// crates/partition-hub-orchestrator/src/aggregator.rs
// ============================================================================
// Module: Query Aggregator
// Description: Concurrent per-partition fan-out with bounded retries.
// Purpose: Produce exactly one result per requested partition and merge them.
// Dependencies: futures, partition-hub-core, tokio
// ============================================================================

//! ## Overview
//! For each distinct requested partition the aggregator acquires a scoped
//! credential and invokes the tool, all under one per-attempt deadline. Units
//! share no mutable state and run concurrently through `join_all`; results
//! keep request order. A failure in one unit becomes that partition's failed
//! result and never affects the others.
//!
//! Retry policy: at most one retry, only when the attempt failed with a
//! retryable kind (`broker_unavailable`, `timeout`). Failures reported by the
//! partition inside a successful envelope are final.

// ============================================================================
// SECTION: Imports
// ============================================================================

use std::collections::BTreeMap;
use std::collections::BTreeSet;
use std::sync::Arc;
use std::time::Duration;
use std::time::Instant;

use futures::future::join_all;
use partition_hub_config::AggregatorConfig;
use partition_hub_core::AuditSink;
use partition_hub_core::BrokerError;
use partition_hub_core::ComparisonPayload;
use partition_hub_core::CompositeResponse;
use partition_hub_core::CredentialBroker;
use partition_hub_core::ErrorKind;
use partition_hub_core::HubAuditEvent;
use partition_hub_core::HubAuditEventParams;
use partition_hub_core::NoopAuditSink;
use partition_hub_core::Partition;
use partition_hub_core::PartitionId;
use partition_hub_core::PartitionRegistry;
use partition_hub_core::ToolFailure;
use partition_hub_core::ToolInvoker;
use partition_hub_core::ToolRequest;
use partition_hub_core::ToolResult;
use partition_hub_core::audit::EVENT_AGGREGATE_COMPLETE;
use partition_hub_core::audit::EVENT_PARTITION_CALL;
use partition_hub_core::no_matching_operation;

// ============================================================================
// SECTION: Settings
// ============================================================================

/// Hard ceiling on retries per partition call.
pub const MAX_RETRIES: u32 = 1;

/// Fan-out limits.
#[derive(Debug, Clone, Copy, PartialEq, Eq)]
pub struct AggregatorSettings {
    /// Deadline for one attempt (credential acquisition plus call).
    pub partition_timeout: Duration,
    /// Retries for retryable failures, clamped to [`MAX_RETRIES`].
    pub max_retries: u32,
}

impl AggregatorSettings {
    /// Total attempts allowed per partition.
    #[must_use]
    pub fn max_attempts(&self) -> u32 {
        1 + self.max_retries.min(MAX_RETRIES)
    }
}

impl Default for AggregatorSettings {
    fn default() -> Self {
        Self::from(&AggregatorConfig::default())
    }
}

impl From<&AggregatorConfig> for AggregatorSettings {
    fn from(config: &AggregatorConfig) -> Self {
        Self {
            partition_timeout: config.partition_timeout(),
            max_retries: config.max_retries,
        }
    }
}

// ============================================================================
// SECTION: Aggregator
// ============================================================================

/// Fans one logical request out to partitions and merges the results.
pub struct Aggregator {
    /// Read-only partition registry.
    registry: Arc<PartitionRegistry>,
    /// Credential issuer.
    broker: Arc<dyn CredentialBroker>,
    /// Remote tool transport.
    invoker: Arc<dyn ToolInvoker>,
    /// Limits.
    settings: AggregatorSettings,
    /// Audit sink.
    audit: Arc<dyn AuditSink>,
}

impl Aggregator {
    /// Creates an aggregator.
    #[must_use]
    pub fn new(
        registry: Arc<PartitionRegistry>,
        broker: Arc<dyn CredentialBroker>,
        invoker: Arc<dyn ToolInvoker>,
        settings: AggregatorSettings,
    ) -> Self {
        Self {
            registry,
            broker,
            invoker,
            settings,
            audit: Arc::new(NoopAuditSink),
        }
    }

    /// Replaces the audit sink.
    #[must_use]
    pub fn with_audit(mut self, audit: Arc<dyn AuditSink>) -> Self {
        self.audit = audit;
        self
    }

    /// Returns the registry.
    #[must_use]
    pub fn registry(&self) -> &PartitionRegistry {
        &self.registry
    }

    /// Issues `request` against every listed partition.
    pub async fn aggregate(
        &self,
        query: Option<String>,
        partition_ids: &[PartitionId],
        request: &ToolRequest,
    ) -> CompositeResponse {
        self.aggregate_with_overrides(query, partition_ids, request, &BTreeMap::new()).await
    }

    /// Issues `request` against every listed partition, replacing it with the
    /// override for partitions that have one.
    pub async fn aggregate_with_overrides(
        &self,
        query: Option<String>,
        partition_ids: &[PartitionId],
        request: &ToolRequest,
        overrides: &BTreeMap<PartitionId, ToolRequest>,
    ) -> CompositeResponse {
        let started = Instant::now();
        let targets = distinct(partition_ids);
        let calls = targets.iter().map(|partition_id| {
            let request = overrides.get(partition_id).unwrap_or(request);
            self.call_partition(partition_id, request)
        });
        let results = join_all(calls).await;
        let elapsed_ms = millis(started.elapsed());
        let response = CompositeResponse::assemble(results, query, elapsed_ms);
        self.audit.record(&HubAuditEvent::new(
            EVENT_AGGREGATE_COMPLETE,
            HubAuditEventParams {
                latency_ms: Some(elapsed_ms),
                detail: Some(format!(
                    "partitions={} succeeded={} failed={}",
                    response.results.len(),
                    response.metadata.succeeded,
                    response.metadata.failed
                )),
                ..HubAuditEventParams::default()
            },
        ));
        response
    }

    /// Issues the same request against every listed partition and attaches
    /// an unmerged comparison payload tagged with `metric`.
    pub async fn compare(
        &self,
        metric: &str,
        query: Option<String>,
        partition_ids: &[PartitionId],
        request: &ToolRequest,
    ) -> CompositeResponse {
        self.compare_with_overrides(metric, query, partition_ids, request, &BTreeMap::new()).await
    }

    /// Like [`Self::compare`], replacing the request for partitions that
    /// carry an override.
    pub async fn compare_with_overrides(
        &self,
        metric: &str,
        query: Option<String>,
        partition_ids: &[PartitionId],
        request: &ToolRequest,
        overrides: &BTreeMap<PartitionId, ToolRequest>,
    ) -> CompositeResponse {
        let mut response =
            self.aggregate_with_overrides(query, partition_ids, request, overrides).await;
        response.comparison = Some(ComparisonPayload::from_results(metric, &response.results));
        response
    }

    /// Runs one partition unit, retrying once for retryable failures.
    async fn call_partition(&self, partition_id: &PartitionId, request: &ToolRequest) -> ToolResult {
        let Some(partition) = self.registry.get(partition_id) else {
            let error = BrokerError::PartitionNotFound(partition_id.clone());
            return ToolResult::failed(partition_id.clone(), ToolFailure::from(&error))
                .with_attempts(0);
        };
        if let Some(operation) = &request.operation
            && !partition.exposes(operation)
        {
            return ToolResult::failed(
                partition_id.clone(),
                no_matching_operation(partition_id, operation),
            )
            .with_attempts(0);
        }
        let max_attempts = self.settings.max_attempts();
        let mut attempt = 0;
        loop {
            attempt += 1;
            let started = Instant::now();
            let outcome = self.attempt(partition, request).await;
            self.record_call(partition, request, attempt, started.elapsed(), &outcome);
            match outcome {
                Ok(result) => return result.with_attempts(attempt),
                Err(failure) if failure.kind.is_retryable() && attempt < max_attempts => {}
                Err(failure) => {
                    return ToolResult::failed(partition_id.clone(), failure).with_attempts(attempt);
                }
            }
        }
    }

    /// Runs one attempt under the per-attempt deadline.
    async fn attempt(
        &self,
        partition: &Partition,
        request: &ToolRequest,
    ) -> Result<ToolResult, ToolFailure> {
        let deadline = self.settings.partition_timeout;
        let started = Instant::now();
        let credential = tokio::time::timeout(deadline, self.broker.acquire(&partition.id))
            .await
            .map_err(|_| {
                ToolFailure::new(
                    ErrorKind::BrokerUnavailable,
                    format!("credential exchange for {} timed out", partition.id),
                )
            })?
            .map_err(|err| ToolFailure::from(&err))?;
        let remaining = deadline.saturating_sub(started.elapsed());
        let call = self.invoker.invoke(partition, &credential, request, remaining);
        tokio::time::timeout(remaining, call)
            .await
            .map_err(|_| {
                ToolFailure::new(
                    ErrorKind::Timeout,
                    format!("partition call timed out after {} ms", millis(deadline)),
                )
            })?
            .map_err(|err| ToolFailure::from(&err))
    }

    /// Records one attempt outcome.
    fn record_call(
        &self,
        partition: &Partition,
        request: &ToolRequest,
        attempt: u32,
        latency: Duration,
        outcome: &Result<ToolResult, ToolFailure>,
    ) {
        let error_kind = match outcome {
            Ok(result) => result.error.as_ref().map(|error| error.kind),
            Err(failure) => Some(failure.kind),
        };
        self.audit.record(&HubAuditEvent::new(
            EVENT_PARTITION_CALL,
            HubAuditEventParams {
                partition_id: Some(partition.id.clone()),
                operation: request.operation.as_ref().map(ToString::to_string),
                error_kind,
                record_outcome: true,
                attempt: Some(attempt),
                latency_ms: Some(millis(latency)),
                detail: None,
            },
        ));
    }
}

// ============================================================================
// SECTION: Helpers
// ============================================================================

/// Drops repeated ids, keeping the first occurrence.
fn distinct(partition_ids: &[PartitionId]) -> Vec<PartitionId> {
    let mut seen = BTreeSet::new();
    partition_ids.iter().filter(|id| seen.insert(*id)).cloned().collect()
}

/// Converts a duration to whole milliseconds.
fn millis(duration: Duration) -> u64 {
    u64::try_from(duration.as_millis()).unwrap_or(u64::MAX)
}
________________________________________
• _DESCRIPTION OF THE TASK_:
Please find every line in the records that contains the word "listed", and copy it out.

• _ANSWER TO THIS TASK_:
    /// Issues `request` against every listed partition.
    /// Issues `request` against every listed partition, replacing it with the
    /// Issues the same request against every listed partition and attaches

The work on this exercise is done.